The Best (and Worst) Dad Jokes About Dads 👋

Celebrate fatherhood with our collection of dad jokes about dads! These hilarious, self-deprecating jokes poke fun at the quirks and classic moments of being a dad. Whether you’re a dad yourself or just love the humor that comes with fatherhood, our dad jokes about dads will have you laughing and groaning in equal measure. Perfect for sharing with fellow dads or just enjoying on your own, these jokes are all about embracing the dad life with a smile!
My wife said I ruined her birthday. I’m not sure how I did that, I didn’t even KNOW it was her birthday!
When I was a kid, my mother told me I could be anyone I wanted to be. Turns out, identity theft is a crime.
I've once fooled an entire class filled with future Doctors, Lawyers, and scientists... Of course they were all in Kindergarten so it wasn't hard
Mr Potato Head’s wife is upset. She claims he won’t tater anywhere.
Is it hard to spot a leopard? No. They come that way. \- Courtesy of my eight year old, about ten seconds ago.
You know why Iran's new navy has glass bottom ships...? So they can see the old Iran navy.
Sean Connery was arranging the books in his personal library when the wooden plank gave away and all the books fell on him.. His maid rushed to the scene and asked " are you alright, sir ?" Sean : "it'sh ok..I only have my shelf to blame ."
A German visits Poland. A German visits Poland, and is stopped at the boarder by a Polish official.The Polish Official asked "Occupation?"The German replied "Yes," and thus began the bloodiest conflict in human history.
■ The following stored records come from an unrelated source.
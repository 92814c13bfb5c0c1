//! Slash commands for interactive mode

mod feedback;
mod graphrag;
mod scope;

pub use feedback::FeedbackCommand;
pub use graphrag::{GraphragCommand, GraphragOp};
pub use scope::ScopeCommand;

use std::path::PathBuf;

use docq_api::FeedbackRequest;

/// Result of executing a slash command
pub enum CommandResult {
    /// Show a message to the user (not sent to the service)
    Message(String),
    /// Clear the conversation
    Clear,
    /// Exit the application
    Exit,
    /// Restrict answers to these knowledge entries (empty = everything)
    SetScope(Vec<i64>),
    /// Open the knowledge selector (TUI only)
    OpenScopeSelector,
    /// Fetch and show stored question/answer history
    ShowHistory(Option<u32>),
    /// Fetch and show knowledge base statistics
    ShowStats,
    /// Fetch and show preset questions, optionally for one category
    ShowPresets(Option<String>),
    /// Ask the nth preset question from the last listing (1-based)
    AskPreset(usize),
    /// Rate a stored answer
    SendFeedback(FeedbackRequest),
    /// Run a graph index operation
    Graphrag(GraphragOp),
    /// Write the transcript to a file
    SaveTranscript(Option<PathBuf>),
    /// Unknown command
    Unknown(String),
}

/// Parse and execute a slash command
pub fn execute_command(input: &str) -> Option<CommandResult> {
    let input = input.trim();

    if !input.starts_with('/') {
        return None;
    }

    let parts: Vec<&str> = input[1..].splitn(2, ' ').collect();
    let command = parts[0].to_lowercase();
    let args = parts.get(1).map(|s| s.trim()).unwrap_or("");

    Some(match command.as_str() {
        "help" | "h" | "?" => CommandResult::Message(help_message()),

        "clear" | "c" => CommandResult::Clear,

        "quit" | "exit" | "q" => CommandResult::Exit,

        "select" | "scope" | "k" => ScopeCommand::execute(args),

        "history" | "hist" => match args {
            "" => CommandResult::ShowHistory(None),
            n => match n.parse::<u32>() {
                Ok(limit) => CommandResult::ShowHistory(Some(limit)),
                Err(_) => {
                    CommandResult::Message(format!("Invalid limit '{n}'. Use /history or /history 25."))
                }
            },
        },

        "stats" => CommandResult::ShowStats,

        "presets" => CommandResult::ShowPresets((!args.is_empty()).then(|| args.to_string())),

        "preset" | "p" => match args.parse::<usize>() {
            Ok(n) if n >= 1 => CommandResult::AskPreset(n),
            _ => CommandResult::Message(
                "Usage: /preset <number> (list them first with /presets)".to_string(),
            ),
        },

        "feedback" | "fb" => FeedbackCommand::execute(args),

        "graphrag" | "graph" | "g" => GraphragCommand::execute(args),

        "save" => {
            CommandResult::SaveTranscript((!args.is_empty()).then(|| PathBuf::from(args)))
        }

        _ => CommandResult::Unknown(command),
    })
}

fn help_message() -> String {
    r#"Available commands:
  /help, /h, /?          Show this help message
  /select, /k [ids]      Pick knowledge entries to answer from (3,7) or open selector
  /select all            Answer from the whole knowledge base again
  /history [n]           Show stored question/answer history
  /presets [category]    List preset questions
  /preset <n>            Ask preset question n from the last listing
  /stats                 Show knowledge base statistics
  /feedback <id> up|down [comment]
                         Rate a stored answer from /history
  /graphrag <op>         Graph index: status, build, rebuild, delete
  /save [path]           Write the transcript to a file
  /clear, /c             Clear the conversation
  /quit, /exit, /q       Exit docq

Examples:
  /select                Open the knowledge selector
  /select 3,7            Answer only from entries 3 and 7
  /history 25            Show the last 25 stored answers
  /feedback 41 down answer cited the wrong report
  /graphrag rebuild      Rebuild the graph index from scratch"#
        .to_string()
}

#[cfg(test)]
mod tests {
    use super::*;

    // --- dispatch ---

    #[test]
    fn test_plain_text_is_not_a_command() {
        assert!(execute_command("what is the refund policy?").is_none());
        assert!(execute_command("").is_none());
    }

    #[test]
    fn test_unknown_command_reports_name() {
        match execute_command("/bogus").unwrap() {
            CommandResult::Unknown(name) => assert_eq!(name, "bogus"),
            _ => panic!("expected Unknown"),
        }
    }

    #[test]
    fn test_aliases_reach_same_command() {
        assert!(matches!(execute_command("/q").unwrap(), CommandResult::Exit));
        assert!(matches!(execute_command("/exit").unwrap(), CommandResult::Exit));
        assert!(matches!(execute_command("/c").unwrap(), CommandResult::Clear));
    }

    // --- scope ---

    #[test]
    fn test_select_with_ids_sets_scope() {
        match execute_command("/select 3,7").unwrap() {
            CommandResult::SetScope(ids) => assert_eq!(ids, vec![3, 7]),
            _ => panic!("expected SetScope"),
        }
    }

    #[test]
    fn test_select_without_ids_opens_selector() {
        assert!(matches!(
            execute_command("/select").unwrap(),
            CommandResult::OpenScopeSelector
        ));
    }

    #[test]
    fn test_select_all_clears_scope() {
        match execute_command("/select all").unwrap() {
            CommandResult::SetScope(ids) => assert!(ids.is_empty()),
            _ => panic!("expected SetScope"),
        }
    }

    #[test]
    fn test_select_rejects_bad_id() {
        assert!(matches!(
            execute_command("/select 3,x").unwrap(),
            CommandResult::Message(_)
        ));
    }

    // --- history and presets ---

    #[test]
    fn test_history_limit_parsed() {
        match execute_command("/history 25").unwrap() {
            CommandResult::ShowHistory(limit) => assert_eq!(limit, Some(25)),
            _ => panic!("expected ShowHistory"),
        }
        assert!(matches!(
            execute_command("/history").unwrap(),
            CommandResult::ShowHistory(None)
        ));
    }

    #[test]
    fn test_preset_requires_positive_index() {
        assert!(matches!(
            execute_command("/preset 2").unwrap(),
            CommandResult::AskPreset(2)
        ));
        assert!(matches!(
            execute_command("/preset 0").unwrap(),
            CommandResult::Message(_)
        ));
    }

    // --- feedback ---

    #[test]
    fn test_feedback_parses_verdict_and_comment() {
        match execute_command("/feedback 41 down answer cited the wrong report").unwrap() {
            CommandResult::SendFeedback(req) => {
                assert_eq!(req.qa_id, 41);
                assert!(!req.is_helpful);
                assert_eq!(req.feedback.as_deref(), Some("answer cited the wrong report"));
            }
            _ => panic!("expected SendFeedback"),
        }
    }

    #[test]
    fn test_feedback_up_without_comment() {
        match execute_command("/fb 7 up").unwrap() {
            CommandResult::SendFeedback(req) => {
                assert_eq!(req.qa_id, 7);
                assert!(req.is_helpful);
                assert!(req.feedback.is_none());
            }
            _ => panic!("expected SendFeedback"),
        }
    }

    // --- graphrag ---

    #[test]
    fn test_graphrag_ops_parsed() {
        assert!(matches!(
            execute_command("/graphrag status").unwrap(),
            CommandResult::Graphrag(GraphragOp::Status)
        ));
        assert!(matches!(
            execute_command("/graphrag rebuild").unwrap(),
            CommandResult::Graphrag(GraphragOp::Build { rebuild: true })
        ));
        assert!(matches!(
            execute_command("/g delete").unwrap(),
            CommandResult::Graphrag(GraphragOp::Delete)
        ));
    }

    #[test]
    fn test_graphrag_without_op_shows_usage() {
        assert!(matches!(
            execute_command("/graphrag").unwrap(),
            CommandResult::Message(_)
        ));
    }

    // --- save ---

    #[test]
    fn test_save_with_and_without_path() {
        match execute_command("/save notes.txt").unwrap() {
            CommandResult::SaveTranscript(path) => {
                assert_eq!(path, Some(PathBuf::from("notes.txt")));
            }
            _ => panic!("expected SaveTranscript"),
        }
        assert!(matches!(
            execute_command("/save").unwrap(),
            CommandResult::SaveTranscript(None)
        ));
    }
}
i came home yesterday with 2 armchairs and a sofa that a kind man gave me in the park my dad got angry at me for taking suites from strangers
A father tells his son that he was adopted. 'I want to meet my biological parents,' the son demands. 'We are your biological parents,' the father responds. 'Now pack up, the new ones will pick you up in twenty minutes.'
I didn't want to believe that my dad was stealing from his job as a traffic cop, but when I got home, all the signs were there.
If April showers bring May flowers, what do May flowers bring? Pilgrims.
Why don't eggs tell jokes? They'd crack each other up.'
What do you call a hippie's wife? Mississippi.
My kid is blaming me for ruining their birthday. That's ridiculous, I didn't even know it was today!